== RECORDS FOR THE EXERCISE ==

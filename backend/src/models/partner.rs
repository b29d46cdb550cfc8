//! Partner and affiliate programme records.

use chrono::{DateTime, Utc};
use serde::{Deserialize, Serialize};

use super::ids::{PartnerId, ReferralId};

/// Commission every new application starts with.
pub const DEFAULT_COMMISSION_RATE: f64 = 0.2;

#[derive(Debug, Clone, Copy, Default, PartialEq, Eq, Serialize, Deserialize)]
#[serde(rename_all = "lowercase")]
pub enum PartnerRole {
    #[default]
    Partner,
    Affiliate,
}

/// A partner or affiliate, from application through approval.
#[derive(Debug, Clone, PartialEq, Serialize, Deserialize)]
pub struct Partner {
    pub id: PartnerId,
    pub name: String,
    pub email: String,
    pub role: PartnerRole,
    pub platform: Option<String>,
    pub audience_size: Option<String>,
    pub strategy: Option<String>,
    /// Fraction of referred revenue paid out (0.0-1.0)
    pub commission_rate: f64,
    /// Partners only; set on review
    pub revenue_share: Option<f64>,
    /// Partners only; set on review
    pub tier: Option<String>,
    /// Approved partners and active affiliates
    pub is_approved: bool,
    pub referral_code: String,
    pub applied_at: DateTime<Utc>,
}

#[derive(Debug, Clone, PartialEq, Serialize, Deserialize)]
pub struct NewPartnerApplication {
    pub name: String,
    pub email: String,
    #[serde(default)]
    pub role: PartnerRole,
    #[serde(default)]
    pub platform: Option<String>,
    #[serde(default)]
    pub audience_size: Option<String>,
    #[serde(default)]
    pub strategy: Option<String>,
}

#[derive(Debug, Clone, Copy, PartialEq, Eq, Serialize, Deserialize)]
#[serde(rename_all = "lowercase")]
pub enum ApplicationStatus {
    Approved,
    Rejected,
}

/// Admin decision on an application.
///
/// `revenue_share` and `tier` only apply to partners, `commission_rate` only
/// to affiliates; the others are ignored for the record's role.
#[derive(Debug, Clone, Default, PartialEq, Serialize, Deserialize)]
#[serde(default)]
pub struct ApplicationReview {
    pub status: Option<ApplicationStatus>,
    pub revenue_share: Option<f64>,
    pub tier: Option<String>,
    pub commission_rate: Option<f64>,
}

impl ApplicationReview {
    /// First rate that is not a fraction in 0..=1, with its field name.
    pub fn invalid_rate(&self) -> Option<(&'static str, f64)> {
        [
            ("revenue_share", self.revenue_share),
            ("commission_rate", self.commission_rate),
        ]
        .into_iter()
        .find_map(|(field, rate)| rate.filter(|r| !(0.0..=1.0).contains(r)).map(|r| (field, r)))
    }
}

/// Referral code handed out with an application.
pub fn referral_code_for(id: PartnerId) -> String {
    format!("rp-{:06}", id.value())
}

impl Partner {
    /// New applications wait for review at the default commission.
    pub fn from_new(id: PartnerId, new: NewPartnerApplication, applied_at: DateTime<Utc>) -> Self {
        Self {
            id,
            name: new.name,
            email: new.email,
            role: new.role,
            platform: new.platform,
            audience_size: new.audience_size,
            strategy: new.strategy,
            commission_rate: DEFAULT_COMMISSION_RATE,
            revenue_share: None,
            tier: None,
            is_approved: false,
            referral_code: referral_code_for(id),
            applied_at,
        }
    }

    pub fn apply(&mut self, review: &ApplicationReview) {
        if let Some(status) = review.status {
            self.is_approved = status == ApplicationStatus::Approved;
        }
        match self.role {
            PartnerRole::Partner => {
                if let Some(share) = review.revenue_share {
                    self.revenue_share = Some(share);
                }
                if let Some(tier) = &review.tier {
                    self.tier = Some(tier.clone());
                }
            }
            PartnerRole::Affiliate => {
                if let Some(rate) = review.commission_rate {
                    self.commission_rate = rate;
                }
            }
        }
    }
}

/// A user who signed up through a partner's referral code.
#[derive(Debug, Clone, PartialEq, Serialize, Deserialize)]
pub struct Referral {
    pub id: ReferralId,
    pub partner_id: PartnerId,
    pub name: String,
    pub email: String,
    /// Revenue attributed to the partner for this sign-up
    pub revenue: f64,
    pub created_at: DateTime<Utc>,
}

#[derive(Debug, Clone, PartialEq, Serialize, Deserialize)]
pub struct NewReferral {
    pub referral_code: String,
    pub name: String,
    pub email: String,
    #[serde(default)]
    pub revenue: f64,
}

impl Referral {
    pub fn from_new(id: ReferralId, partner_id: PartnerId, new: NewReferral, created_at: DateTime<Utc>) -> Self {
        Self {
            id,
            partner_id,
            name: new.name,
            email: new.email,
            revenue: new.revenue,
            created_at,
        }
    }
}

#[cfg(test)]
mod tests {
    use super::*;

    fn application(role: &str) -> NewPartnerApplication {
        serde_json::from_str(&format!(
            r#"{{"name": "Rae", "email": "rae@example.com", "role": "{}", "platform": "YouTube"}}"#,
            role
        ))
        .unwrap()
    }

    #[test]
    fn test_new_application_waits_for_review() {
        let partner = Partner::from_new(PartnerId::new(42), application("partner"), Utc::now());
        assert!(!partner.is_approved);
        assert_eq!(partner.commission_rate, DEFAULT_COMMISSION_RATE);
        assert_eq!(partner.referral_code, "rp-000042");
        assert_eq!(partner.platform.as_deref(), Some("YouTube"));
    }

    #[test]
    fn test_review_only_touches_fields_of_the_role() {
        let review = ApplicationReview {
            status: Some(ApplicationStatus::Approved),
            revenue_share: Some(0.35),
            tier: Some("Gold".to_string()),
            commission_rate: Some(0.3),
        };

        let mut partner = Partner::from_new(PartnerId::new(1), application("partner"), Utc::now());
        partner.apply(&review);
        assert!(partner.is_approved);
        assert_eq!(partner.revenue_share, Some(0.35));
        assert_eq!(partner.tier.as_deref(), Some("Gold"));
        assert_eq!(partner.commission_rate, DEFAULT_COMMISSION_RATE);

        let mut affiliate = Partner::from_new(PartnerId::new(2), application("affiliate"), Utc::now());
        affiliate.apply(&review);
        assert!(affiliate.is_approved);
        assert_eq!(affiliate.commission_rate, 0.3);
        assert!(affiliate.revenue_share.is_none());
        assert!(affiliate.tier.is_none());
    }

    #[test]
    fn test_rates_must_be_fractions() {
        let review = ApplicationReview {
            commission_rate: Some(20.0),
            ..Default::default()
        };
        assert_eq!(review.invalid_rate(), Some(("commission_rate", 20.0)));
        assert_eq!(ApplicationReview::default().invalid_rate(), None);
    }
}
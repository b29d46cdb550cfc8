//! Scholarship applications.

use chrono::{DateTime, Utc};
use serde::{Deserialize, Serialize};

use super::ids::{ScholarshipId, SchoolId};

#[derive(Debug, Clone, Copy, PartialEq, Eq, Serialize, Deserialize)]
#[serde(rename_all = "lowercase")]
pub enum ScholarshipStatus {
    Pending,
    Approved,
    Rejected,
}

#[derive(Debug, Clone, PartialEq, Serialize, Deserialize)]
pub struct Scholarship {
    pub id: ScholarshipId,
    pub applicant_name: String,
    pub school_id: Option<SchoolId>,
    pub amount: f64,
    pub status: ScholarshipStatus,
    pub created_at: DateTime<Utc>,
}

#[derive(Debug, Clone, PartialEq, Serialize, Deserialize)]
pub struct NewScholarship {
    pub applicant_name: String,
    #[serde(default)]
    pub school_id: Option<SchoolId>,
    #[serde(default)]
    pub amount: f64,
}

impl Scholarship {
    /// New applications always start out pending review.
    pub fn from_new(id: ScholarshipId, new: NewScholarship, created_at: DateTime<Utc>) -> Self {
        Self {
            id,
            applicant_name: new.applicant_name,
            school_id: new.school_id,
            amount: new.amount,
            status: ScholarshipStatus::Pending,
            created_at,
        }
    }
}
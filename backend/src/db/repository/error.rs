//! Error types for repository operations.
//!
//! Every repository failure carries an [`ErrorContext`] naming the operation
//! and record involved so handler logs point at the failing call.

use std::fmt;

/// Result type for repository operations
pub type RepositoryResult<T> = Result<T, RepositoryError>;

/// Structured context for repository errors.
#[derive(Debug, Clone, Default)]
pub struct ErrorContext {
    /// The operation being performed (e.g., "insert_assignment", "delete_school")
    pub operation: Option<String>,
    /// The entity type involved (e.g., "faculty", "assignment")
    pub entity: Option<String>,
    /// The entity ID if applicable
    pub entity_id: Option<String>,
    /// Additional details about the error
    pub details: Option<String>,
}

impl ErrorContext {
    /// Create a new error context with an operation name.
    pub fn new(operation: impl Into<String>) -> Self {
        Self {
            operation: Some(operation.into()),
            ..Default::default()
        }
    }

    pub fn with_entity(mut self, entity: impl Into<String>) -> Self {
        self.entity = Some(entity.into());
        self
    }

    pub fn with_entity_id(mut self, id: impl ToString) -> Self {
        self.entity_id = Some(id.to_string());
        self
    }

    pub fn with_details(mut self, details: impl Into<String>) -> Self {
        self.details = Some(details.into());
        self
    }
}

impl fmt::Display for ErrorContext {
    fn fmt(&self, f: &mut fmt::Formatter<'_>) -> fmt::Result {
        let mut parts = Vec::new();
        if let Some(ref op) = self.operation {
            parts.push(format!("operation={}", op));
        }
        if let Some(ref entity) = self.entity {
            parts.push(format!("entity={}", entity));
        }
        if let Some(ref id) = self.entity_id {
            parts.push(format!("id={}", id));
        }
        if let Some(ref details) = self.details {
            parts.push(format!("details={}", details));
        }
        write!(f, "[{}]", parts.join(", "))
    }
}

/// Error type for repository operations
#[derive(Debug, thiserror::Error)]
pub enum RepositoryError {
    /// Requested record was not found.
    #[error("Not found: {message} {context}")]
    NotFound {
        message: String,
        context: ErrorContext,
    },

    /// Input rejected before it reached storage.
    #[error("Data validation error: {message} {context}")]
    ValidationError {
        message: String,
        context: ErrorContext,
    },

    /// Write refused because it would break a referential or uniqueness rule.
    #[error("Conflict: {message} {context}")]
    ConflictError {
        message: String,
        context: ErrorContext,
    },

    /// Configuration or initialization error.
    #[error("Configuration error: {message} {context}")]
    ConfigurationError {
        message: String,
        context: ErrorContext,
    },
}

impl RepositoryError {
    pub fn not_found_with_context(message: impl Into<String>, context: ErrorContext) -> Self {
        Self::NotFound {
            message: message.into(),
            context,
        }
    }

    pub fn validation(message: impl Into<String>) -> Self {
        Self::ValidationError {
            message: message.into(),
            context: ErrorContext::default(),
        }
    }

    pub fn validation_with_context(message: impl Into<String>, context: ErrorContext) -> Self {
        Self::ValidationError {
            message: message.into(),
            context,
        }
    }

    pub fn conflict_with_context(message: impl Into<String>, context: ErrorContext) -> Self {
        Self::ConflictError {
            message: message.into(),
            context,
        }
    }

    pub fn configuration(message: impl Into<String>) -> Self {
        Self::ConfigurationError {
            message: message.into(),
            context: ErrorContext::default(),
        }
    }

    pub fn is_not_found(&self) -> bool {
        matches!(self, Self::NotFound { .. })
    }
}
//! Timetable conflict detection.
//!
//! A faculty member cannot teach two classes at once: two assignments for the
//! same faculty on the same day conflict when their `[start, end)` ranges
//! intersect. Back-to-back slots (one ends exactly when the next starts) are
//! allowed.
//!
//! Every write path (create, update, move) and every read-side flag goes
//! through the functions in this module, so the rule is defined exactly once.
//! The per-faculty, per-day record count is small, so a linear scan is used.

use std::collections::{HashMap, HashSet};
use std::fmt;

use serde::Serialize;

use crate::models::{Assignment, AssignmentId, FacultyId, TimeSlot, Weekday};

/// The faculty member and slot being requested.
#[derive(Debug, Clone, Copy, PartialEq, Eq, Serialize)]
pub struct SlotRequest {
    pub faculty_id: FacultyId,
    pub slot: TimeSlot,
}

impl SlotRequest {
    pub fn new(faculty_id: FacultyId, slot: TimeSlot) -> Self {
        Self { faculty_id, slot }
    }

    /// Whether this request clashes with a stored assignment.
    pub fn clashes_with(&self, existing: &Assignment) -> bool {
        self.faculty_id == existing.faculty_id && self.slot.overlaps(&existing.slot())
    }
}

/// A rejected request together with the assignment it collides with.
#[derive(Debug, Clone, PartialEq, Serialize)]
pub struct Conflict {
    pub requested: SlotRequest,
    pub existing: Assignment,
}

impl Conflict {
    /// Subject of the assignment already occupying the slot.
    pub fn conflicting_subject(&self) -> &str {
        &self.existing.subject
    }
}

impl fmt::Display for Conflict {
    fn fmt(&self, f: &mut fmt::Formatter<'_>) -> fmt::Result {
        write!(
            f,
            "Time conflict: faculty {} is already teaching {} on {} ({}-{}), requested {}-{}",
            self.existing.faculty_id,
            self.existing.subject,
            self.existing.day,
            self.existing.start_time,
            self.existing.end_time,
            self.requested.slot.start,
            self.requested.slot.end,
        )
    }
}

/// Find the first stored assignment that clashes with `request`.
///
/// `exclude` skips the record being updated so an entry never conflicts
/// with its own previous position.
pub fn find_conflict<'a, I>(
    request: &SlotRequest,
    existing: I,
    exclude: Option<AssignmentId>,
) -> Option<&'a Assignment>
where
    I: IntoIterator<Item = &'a Assignment>,
{
    existing
        .into_iter()
        .filter(|a| Some(a.id) != exclude)
        .find(|a| request.clashes_with(a))
}

/// Boolean form of [`find_conflict`].
pub fn has_conflict<'a, I>(request: &SlotRequest, existing: I, exclude: Option<AssignmentId>) -> bool
where
    I: IntoIterator<Item = &'a Assignment>,
{
    find_conflict(request, existing, exclude).is_some()
}

/// Check a request and package the clash for error reporting.
pub fn check<'a, I>(
    request: &SlotRequest,
    existing: I,
    exclude: Option<AssignmentId>,
) -> Result<(), Conflict>
where
    I: IntoIterator<Item = &'a Assignment>,
{
    match find_conflict(request, existing, exclude) {
        Some(clash) => Err(Conflict {
            requested: *request,
            existing: clash.clone(),
        }),
        None => Ok(()),
    }
}

/// IDs of every entry that overlaps at least one other entry.
///
/// Used to flag double-bookings when rendering a timetable, e.g. records
/// written before the check existed or imported in bulk.
pub fn flag_conflicts(entries: &[Assignment]) -> HashSet<AssignmentId> {
    let mut groups: HashMap<(FacultyId, Weekday), Vec<&Assignment>> = HashMap::new();
    for entry in entries {
        groups
            .entry((entry.faculty_id, entry.day))
            .or_default()
            .push(entry);
    }

    let mut flagged = HashSet::new();
    for group in groups.values() {
        for (i, a) in group.iter().enumerate() {
            for b in &group[i + 1..] {
                if a.slot().overlaps(&b.slot()) {
                    flagged.insert(a.id);
                    flagged.insert(b.id);
                }
            }
        }
    }
    flagged
}

#[cfg(test)]
mod tests {
    use super::*;
    use crate::models::{SchoolId, TimeOfDay};
    use chrono::Utc;

    fn t(s: &str) -> TimeOfDay {
        s.parse().unwrap()
    }

    fn slot(day: Weekday, start: &str, end: &str) -> TimeSlot {
        TimeSlot::new(day, t(start), t(end)).unwrap()
    }

    fn assignment(id: i64, faculty: i64, day: Weekday, start: &str, end: &str, subject: &str) -> Assignment {
        Assignment {
            id: AssignmentId::new(id),
            faculty_id: FacultyId::new(faculty),
            school_id: SchoolId::new(1),
            grade: "Grade 11".to_string(),
            subject: subject.to_string(),
            day,
            start_time: t(start),
            end_time: t(end),
            created_at: Utc::now(),
        }
    }

    fn request(faculty: i64, day: Weekday, start: &str, end: &str) -> SlotRequest {
        SlotRequest::new(FacultyId::new(faculty), slot(day, start, end))
    }

    fn existing() -> Vec<Assignment> {
        vec![assignment(1, 1, Weekday::Monday, "09:00", "10:00", "Physics")]
    }

    #[test]
    fn test_partial_overlap_reports_existing_subject() {
        let stored = existing();
        let clash = find_conflict(&request(1, Weekday::Monday, "09:30", "10:30"), &stored, None);
        assert_eq!(clash.map(|a| a.subject.as_str()), Some("Physics"));
    }

    #[test]
    fn test_back_to_back_is_allowed() {
        let stored = existing();
        assert!(!has_conflict(&request(1, Weekday::Monday, "10:00", "11:00"), &stored, None));
        assert!(!has_conflict(&request(1, Weekday::Monday, "08:00", "09:00"), &stored, None));
    }

    #[test]
    fn test_other_faculty_or_day_never_conflicts() {
        let stored = existing();
        assert!(!has_conflict(&request(2, Weekday::Monday, "09:00", "10:00"), &stored, None));
        assert!(!has_conflict(&request(1, Weekday::Tuesday, "09:00", "10:00"), &stored, None));
    }

    #[test]
    fn test_containment_conflicts_both_ways() {
        let stored = existing();
        // inside the stored slot
        assert!(has_conflict(&request(1, Weekday::Monday, "09:15", "09:45"), &stored, None));
        // surrounding the stored slot
        assert!(has_conflict(&request(1, Weekday::Monday, "08:00", "11:00"), &stored, None));
        // identical slot
        assert!(has_conflict(&request(1, Weekday::Monday, "09:00", "10:00"), &stored, None));
    }

    #[test]
    fn test_overlap_is_symmetric() {
        let samples = [
            ("08:00", "09:00"),
            ("08:30", "09:30"),
            ("09:00", "10:00"),
            ("09:15", "09:45"),
            ("09:59", "11:00"),
            ("10:00", "10:30"),
            ("07:00", "12:00"),
        ];
        for (s1, e1) in samples {
            for (s2, e2) in samples {
                let a = slot(Weekday::Wednesday, s1, e1);
                let b = slot(Weekday::Wednesday, s2, e2);
                assert_eq!(a.overlaps(&b), b.overlaps(&a), "{:?} vs {:?}", a, b);
            }
        }
    }

    #[test]
    fn test_exclude_skips_own_record() {
        let stored = existing();
        let req = request(1, Weekday::Monday, "09:30", "10:30");
        assert!(!has_conflict(&req, &stored, Some(AssignmentId::new(1))));
        assert!(has_conflict(&req, &stored, Some(AssignmentId::new(99))));
    }

    #[test]
    fn test_check_packages_conflict_message() {
        let stored = existing();
        let err = check(&request(1, Weekday::Monday, "09:30", "10:30"), &stored, None).unwrap_err();
        assert_eq!(err.conflicting_subject(), "Physics");
        let message = err.to_string();
        assert!(message.contains("Physics"));
        assert!(message.contains("Monday"));
        assert!(message.contains("09:00-10:00"));
    }

    #[test]
    fn test_check_passes_on_empty_timetable() {
        let stored: Vec<Assignment> = Vec::new();
        assert!(check(&request(1, Weekday::Friday, "13:00", "14:00"), &stored, None).is_ok());
    }

    #[test]
    fn test_flag_conflicts_marks_every_overlapping_entry() {
        let entries = vec![
            assignment(1, 1, Weekday::Monday, "09:00", "10:00", "Physics"),
            assignment(2, 1, Weekday::Monday, "09:30", "10:30", "Chemistry"),
            assignment(3, 1, Weekday::Monday, "10:30", "11:30", "Biology"),
            assignment(4, 2, Weekday::Monday, "09:00", "10:00", "History"),
            assignment(5, 1, Weekday::Tuesday, "09:00", "10:00", "Physics"),
            assignment(6, 3, Weekday::Friday, "08:00", "12:00", "Lab"),
            assignment(7, 3, Weekday::Friday, "11:00", "11:30", "Seminar"),
        ];

        let flagged = flag_conflicts(&entries);
        let expected: HashSet<AssignmentId> =
            [1, 2, 6, 7].into_iter().map(AssignmentId::new).collect();
        assert_eq!(flagged, expected);
    }
}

===

EXERCISE OBJECTIVE — Please tally the lines of the material that contain the word "Gold", then give the total alone.

REPLY TO THE EXERCISE — 2